Thursday, March 20, 2008

Wood Writing Guide - Getting Better

Lately I've been thinking about the many students who want to improve their writing but are unsure where to begin. Students have reported success using style guides, reading their work aloud, and employing resources such as the Purdue Online Writing Lab. But there are a couple of other steps that I've found to be personally helpful. I stress here that I am hardly a writing-mechanics expert. I barely know my participles from my predicates, and I'm OK with that. But I've developed some confidence as a writer with the aid of these two steps:

1. Write every day

Writing is an opportunity to express yourself, to train your mind, to exercise your opinions, and to "thicken" your experience of the world. All too frequently, we plow through our days with little to show for the effort. I can think back on entire months of my life that seem little more than a blur. But when I write - every day - in a diary, in a letter, in a blog, in whatever medium, I find it easier to remember my experiences. The act of writing weaves my days more richly into my memory.

On a far more practical note, the act of writing parallels (so I'm told) the act of physical exercise. The initial strain of working out, jogging, strength training, swimming, etc., begins to ease as your mind and body develop a tolerance for - and eventually a desire for - the work. Write every day, keeping track of your strengths and weaknesses. Build up your confidence by observing incremental improvement in your mastery of mechanics, your avoidance of clichéd and hackneyed phrases, and your ability to marshal facts to advance a point. Write. Every day. Even if you're only writing for an audience of one.

2. Read every day

Of course, just like a public speaker must have an audience in order to usefully practice a speech, a writer ought not live in a vacuum. Read the words of others. Imagine those people as a potential audience for your words. Or more simply imagine them as colleagues from whom you can seek advice. When I read an article in The New York Times, or I savor a delicious passage from Tom Wolfe, or I work through a dense essay of academic scholarship, I focus on the form as well as the content. How does this author employ semicolons? How does this author paint such vivid word-pictures? How does this author employ proper citation? Reading the published works of others, preferably those that are edited or peer reviewed, offers a free master-class in my own craft.

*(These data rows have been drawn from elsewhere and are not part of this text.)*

use serde::Serialize;
use serde::de::DeserializeOwned;
use std::cell::RefCell;
use std::io::ErrorKind;
use std::path::PathBuf;
use thiserror::Error;

use super::Validate;

#[derive(Debug, Error)]
pub enum ConfigError {
    #[error("failed to read config file {path}: {source}")]
    Read {
        path: PathBuf,
        #[source]
        source: std::io::Error,
    },

    #[error("failed to write config file {path}: {source}")]
    Write {
        path: PathBuf,
        #[source]
        source: std::io::Error,
    },

    #[error("failed to parse config: {0}")]
    Parse(#[source] serde_yaml_ng::Error),

    #[error("failed to serialize config: {0}")]
    Serialize(#[source] serde_yaml_ng::Error),

    #[error("config validation error: {0}")]
    Invalid(String),
}

/// Raw storage for the YAML document. `Ok(None)` means nothing has been saved yet.
pub trait ConfigContentProvider {
    fn get_config_content(&self) -> Result<Option<String>, ConfigError>;
    fn set_config_content(&self, content: &str) -> Result<(), ConfigError>;
}

pub struct FileContentConfigProvider {
    path: PathBuf,
}

impl FileContentConfigProvider {
    pub fn new(path: impl Into<PathBuf>) -> Self {
        Self { path: path.into() }
    }
}

impl ConfigContentProvider for FileContentConfigProvider {
    fn get_config_content(&self) -> Result<Option<String>, ConfigError> {
        match std::fs::read_to_string(&self.path) {
            Ok(content) => Ok(Some(content)),
            Err(err) if err.kind() == ErrorKind::NotFound => Ok(None),
            Err(source) => Err(ConfigError::Read {
                path: self.path.clone(),
                source,
            }),
        }
    }

    fn set_config_content(&self, content: &str) -> Result<(), ConfigError> {
        std::fs::write(&self.path, content).map_err(|source| ConfigError::Write {
            path: self.path.clone(),
            source,
        })
    }
}

/// In-memory document, for callers that never touch the filesystem.
#[derive(Default)]
pub struct MemoryContentProvider {
    content: RefCell<Option<String>>,
}

impl MemoryContentProvider {
    pub fn new(content: Option<String>) -> Self {
        Self {
            content: RefCell::new(content),
        }
    }
}

impl ConfigContentProvider for MemoryContentProvider {
    fn get_config_content(&self) -> Result<Option<String>, ConfigError> {
        Ok(self.content.borrow().clone())
    }

    fn set_config_content(&self, content: &str) -> Result<(), ConfigError> {
        *self.content.borrow_mut() = Some(content.to_string());
        Ok(())
    }
}

/// Loads, validates and caches a YAML config. A missing document yields the default.
pub struct ConfigManager<TProvider, TConfig>
where
    TProvider: ConfigContentProvider,
    TConfig: Clone + DeserializeOwned + Serialize + Validate + Default,
{
    provider: TProvider,
    config: RefCell<Option<TConfig>>,
}

impl<TConfig> ConfigManager<FileContentConfigProvider, TConfig>
where
    TConfig: Clone + DeserializeOwned + Serialize + Validate + Default,
{
    pub fn from_yaml_file(path: impl Into<PathBuf>) -> Self {
        Self::new(FileContentConfigProvider::new(path))
    }
}

impl<TProvider, TConfig> ConfigManager<TProvider, TConfig>
where
    TProvider: ConfigContentProvider,
    TConfig: Clone + DeserializeOwned + Serialize + Validate + Default,
{
    pub fn new(provider: TProvider) -> Self {
        Self {
            provider,
            config: RefCell::new(None),
        }
    }

    pub fn get_config(&self) -> Result<TConfig, ConfigError> {
        if let Some(config) = self.config.borrow().as_ref() {
            return Ok(config.clone());
        }

        let Some(content) = self.provider.get_config_content()? else {
            return Ok(TConfig::default());
        };

        let config: TConfig = serde_yaml_ng::from_str(&content).map_err(ConfigError::Parse)?;
        config.validate().map_err(ConfigError::Invalid)?;

        *self.config.borrow_mut() = Some(config.clone());
        Ok(config)
    }

    pub fn set_config(&self, config: &TConfig) -> Result<(), ConfigError> {
        config.validate().map_err(ConfigError::Invalid)?;

        let content = serde_yaml_ng::to_string(config).map_err(ConfigError::Serialize)?;
        self.provider.set_config_content(&content)?;

        *self.config.borrow_mut() = Some(config.clone());
        Ok(())
    }
}
use crate::board::{BOARD_SIZE, Cell, Mark};
use crate::controller::{Flow, GameFlowController, Outcome, Screen};
use crate::error::GameError;
use crate::log;

use super::{
    BACK_LABEL, InputSource, MAIN_MENU_LABEL, ONE_PLAYER_LABEL, PLAY_FIRST_LABEL,
    PLAY_SECOND_LABEL, RESTART_LABEL, Renderer, TWO_PLAYERS_LABEL,
};

/// Issues the draw commands for the controller's current screen. Reads state only,
/// so calling it repeatedly produces the same frame.
pub fn render_frame<R: Renderer + ?Sized>(controller: &GameFlowController, renderer: &mut R) {
    let layout = controller.layout();
    renderer.clear();

    match controller.screen() {
        Screen::MainMenu => {
            renderer.draw_button(layout.two_player_region, TWO_PLAYERS_LABEL);
            renderer.draw_button(layout.one_player_region, ONE_PLAYER_LABEL);
        }
        Screen::OnePlayerMenu => {
            renderer.draw_button(layout.play_first_region, PLAY_FIRST_LABEL);
            renderer.draw_button(layout.play_second_region, PLAY_SECOND_LABEL);
            renderer.draw_button(layout.back_region, BACK_LABEL);
        }
        Screen::Playing => draw_board(controller, renderer),
        Screen::GameOver => {
            draw_board(controller, renderer);
            if let Some(Outcome::Winner(mark, line)) = controller.outcome() {
                renderer.draw_winning_line(line, mark);
            }
            if let Some(text) = status_text(controller) {
                renderer.draw_status(&text);
            }
            renderer.draw_button(layout.menu_region, MAIN_MENU_LABEL);
            renderer.draw_button(layout.restart_region, RESTART_LABEL);
        }
    }

    renderer.present();
}

fn draw_board<R: Renderer + ?Sized>(controller: &GameFlowController, renderer: &mut R) {
    renderer.draw_grid_lines();
    let board = controller.board();
    for row in 0..BOARD_SIZE {
        for col in 0..BOARD_SIZE {
            match board.cell(row, col) {
                Some(Cell::X) => renderer.draw_mark(row, col, Mark::X),
                Some(Cell::O) => renderer.draw_mark(row, col, Mark::O),
                _ => {}
            }
        }
    }
}

pub fn status_text(controller: &GameFlowController) -> Option<String> {
    match controller.outcome()? {
        Outcome::Winner(mark, _) => Some(format!("{} wins", mark)),
        Outcome::Draw => Some("Draw".to_string()),
    }
}

/// Polls `input` until it quits or runs dry, redrawing after every event.
/// Only a broken session (`NoLegalMove`) is returned as an error.
pub fn run<I, R>(
    controller: &mut GameFlowController,
    input: &mut I,
    renderer: &mut R,
) -> Result<(), GameError>
where
    I: InputSource + ?Sized,
    R: Renderer + ?Sized,
{
    render_frame(controller, renderer);

    while let Some(event) = input.poll_event() {
        if controller.handle_event(event)? == Flow::Quit {
            log!("Shutting down");
            return Ok(());
        }
        render_frame(controller, renderer);
    }

    log!("Input closed, shutting down");
    Ok(())
}
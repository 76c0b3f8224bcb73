//! The icon collection and its loader
//!
//! A [`Catalog`] is built once from the bundled dataset (one JSON file per
//! region) and never mutated afterwards. Cloning is cheap; every component
//! reads the same shared records.

mod detail;
pub mod error;
mod stats;

pub use detail::DetailCache;
pub use error::CatalogError;
pub use stats::{CatalogStats, CountryCount};

use crate::IconRecord;
use crate::slug::slugify;
use std::collections::HashSet;
use std::fs;
use std::path::{Path, PathBuf};
use std::sync::Arc;
use tracing::{debug, info};

type Result<T> = std::result::Result<T, CatalogError>;

/// Read-only, shareable collection of icon records
#[derive(Debug, Clone)]
pub struct Catalog {
    records: Arc<[IconRecord]>,
}

impl Catalog {
    /// Build a catalog from in-memory records
    ///
    /// Record order is preserved.
    ///
    /// # Errors
    ///
    /// Returns `CatalogError::DuplicateId` or `CatalogError::DuplicateCity`
    /// if the records violate the collection's uniqueness keys.
    pub fn from_records(records: Vec<IconRecord>) -> Result<Self> {
        let mut ids = HashSet::with_capacity(records.len());
        let mut places = HashSet::with_capacity(records.len());

        for record in &records {
            if !ids.insert(record.id.as_str()) {
                return Err(CatalogError::DuplicateId(record.id.clone()));
            }
            if !places.insert((record.city.as_str(), record.country.as_str())) {
                return Err(CatalogError::DuplicateCity {
                    city: record.city.clone(),
                    country: record.country.clone(),
                });
            }
        }

        Ok(Self {
            records: records.into(),
        })
    }

    /// Load every `*.json` file in `dir`, in filename order
    ///
    /// Each file holds an array of records for one region.
    ///
    /// # Errors
    ///
    /// Returns `CatalogError` if the directory is missing, a file cannot be
    /// read or parsed, or the combined records violate uniqueness.
    pub fn load_dir(dir: &Path) -> Result<Self> {
        if !dir.is_dir() {
            return Err(CatalogError::DataDirNotFound(dir.display().to_string()));
        }

        let entries = fs::read_dir(dir).map_err(|source| CatalogError::ReadError {
            path: dir.display().to_string(),
            source,
        })?;

        let mut files: Vec<PathBuf> = entries
            .filter_map(std::result::Result::ok)
            .map(|entry| entry.path())
            .filter(|path| path.is_file() && path.extension().is_some_and(|ext| ext == "json"))
            .collect();
        files.sort();

        let mut records = Vec::new();
        for file in &files {
            let batch = read_region_file(file)?;
            debug!(file = %file.display(), count = batch.len(), "loaded region file");
            records.extend(batch);
        }

        let catalog = Self::from_records(records)?;
        info!(files = files.len(), icons = catalog.len(), "catalog loaded");
        Ok(catalog)
    }

    /// All records, in load order
    #[must_use]
    pub fn records(&self) -> &[IconRecord] {
        &self.records
    }

    /// Look up a record by identifier
    #[must_use]
    pub fn get(&self, id: &str) -> Option<&IconRecord> {
        self.records.iter().find(|r| r.id == id)
    }

    /// Number of records
    #[must_use]
    pub fn len(&self) -> usize {
        self.records.len()
    }

    /// True if the catalog holds no records
    #[must_use]
    pub fn is_empty(&self) -> bool {
        self.records.is_empty()
    }

    /// Distinct country names, sorted
    #[must_use]
    pub fn countries(&self) -> Vec<&str> {
        self.distinct(|r| &r.country)
    }

    /// Distinct region names, sorted
    #[must_use]
    pub fn regions(&self) -> Vec<&str> {
        self.distinct(|r| &r.region)
    }

    /// Distinct category names, sorted
    #[must_use]
    pub fn categories(&self) -> Vec<&str> {
        self.distinct(|r| &r.category)
    }

    /// True if at least one record's country slugifies to `slug`
    #[must_use]
    pub fn has_country_slug(&self, slug: &str) -> bool {
        self.records.iter().any(|r| slugify(&r.country) == slug)
    }

    fn distinct<'a>(&'a self, field: impl Fn(&'a IconRecord) -> &'a String) -> Vec<&'a str> {
        let mut values: Vec<&str> = self.records.iter().map(|r| field(r).as_str()).collect();
        values.sort_unstable();
        values.dedup();
        values
    }
}

fn read_region_file(path: &Path) -> Result<Vec<IconRecord>> {
    let contents = fs::read_to_string(path).map_err(|source| CatalogError::ReadError {
        path: path.display().to_string(),
        source,
    })?;

    serde_json::from_str(&contents).map_err(|source| CatalogError::ParseError {
        path: path.display().to_string(),
        source,
    })
}
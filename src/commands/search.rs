//! Search command - interactive search over stdin
//!
//! Every input line replaces the query. Settled queries are reported once
//! through a trailing debounce, however many keystrokes (lines) led to them.

use crate::{
    CityIconsError,
    catalog::Catalog,
    navigation::{NavEvent, Navigator},
    output,
    search::Debouncer,
};
use std::io::{BufRead, Write};
use std::time::{Duration, Instant};
use tracing::info;

type Result<T> = std::result::Result<T, CityIconsError>;

/// Execute the search command
///
/// `clock` supplies the arrival time of each line. Returns the settled
/// queries in the order they were reported.
///
/// # Errors
/// Returns an error if reading `input` or writing to `out` fails
pub fn execute(
    catalog: &Catalog,
    region: Option<String>,
    quiet_period: Duration,
    input: impl BufRead,
    mut clock: impl FnMut() -> Instant,
    quiet: bool,
    out: &mut impl Write,
) -> Result<Vec<String>> {
    let mut navigator = Navigator::new(catalog.clone());
    navigator.handle(NavEvent::Mount("/".to_string()));
    if let Some(region) = region {
        navigator.handle(NavEvent::RegionClick(region));
    }

    let mut debouncer = Debouncer::new(quiet_period);
    let mut settled = Vec::new();

    for line in input.lines() {
        let line = line?;
        let now = clock();

        // the previous query may have settled while waiting for this line
        if let Some(query) = debouncer.poll(now) {
            info!(%query, "search settled");
            settled.push(query);
        }

        let query = line.trim().to_string();
        navigator.handle(NavEvent::Query(query.clone()));
        debouncer.push(query, now);

        let visible = navigator.visible();
        if !quiet {
            writeln!(out, "> {} ({} matches)", line.trim(), visible.len())?;
        }
        for record in visible {
            writeln!(out, "{}", output::record_line(record, quiet))?;
        }
    }

    if let Some(query) = debouncer.flush() {
        info!(%query, "search settled");
        settled.push(query);
    }
    Ok(settled)
}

One of the fascinating aspects of this exercise is a growing awareness in the diversity of writing styles and, more intriguingly, the variances in "correctness." Reading The Economist, I noticed that British writers place periods ('full stops,' they'd say) outside of quotation marks while U.S. writers place periods within quote marks. Reading good prose, I've also found that some of the most strictly taught rules of grammar and punctuation are joyfully abandoned if they obscure the purpose of the work. And I've certainly developed an eagle-eye for typos that, no matter what, almost always manage to slip into published work. It's humanizing to find that we all screw up now and again. Mostly, reading every day reminds me that the written word is vibrant with contradictory uses and strategies for its improvement. I think I've become a decent writer because I read folks who are much better than me. Every day.

Try it. Review your schedule and carve out a little time to write and read every day. Start with a quick blog entry and a pass through one local newspaper article. Then add to your routine, mixing it up with international journalism, serious fiction, and even poetry. Start here and get there in incremental steps. Do it every day. You will get better.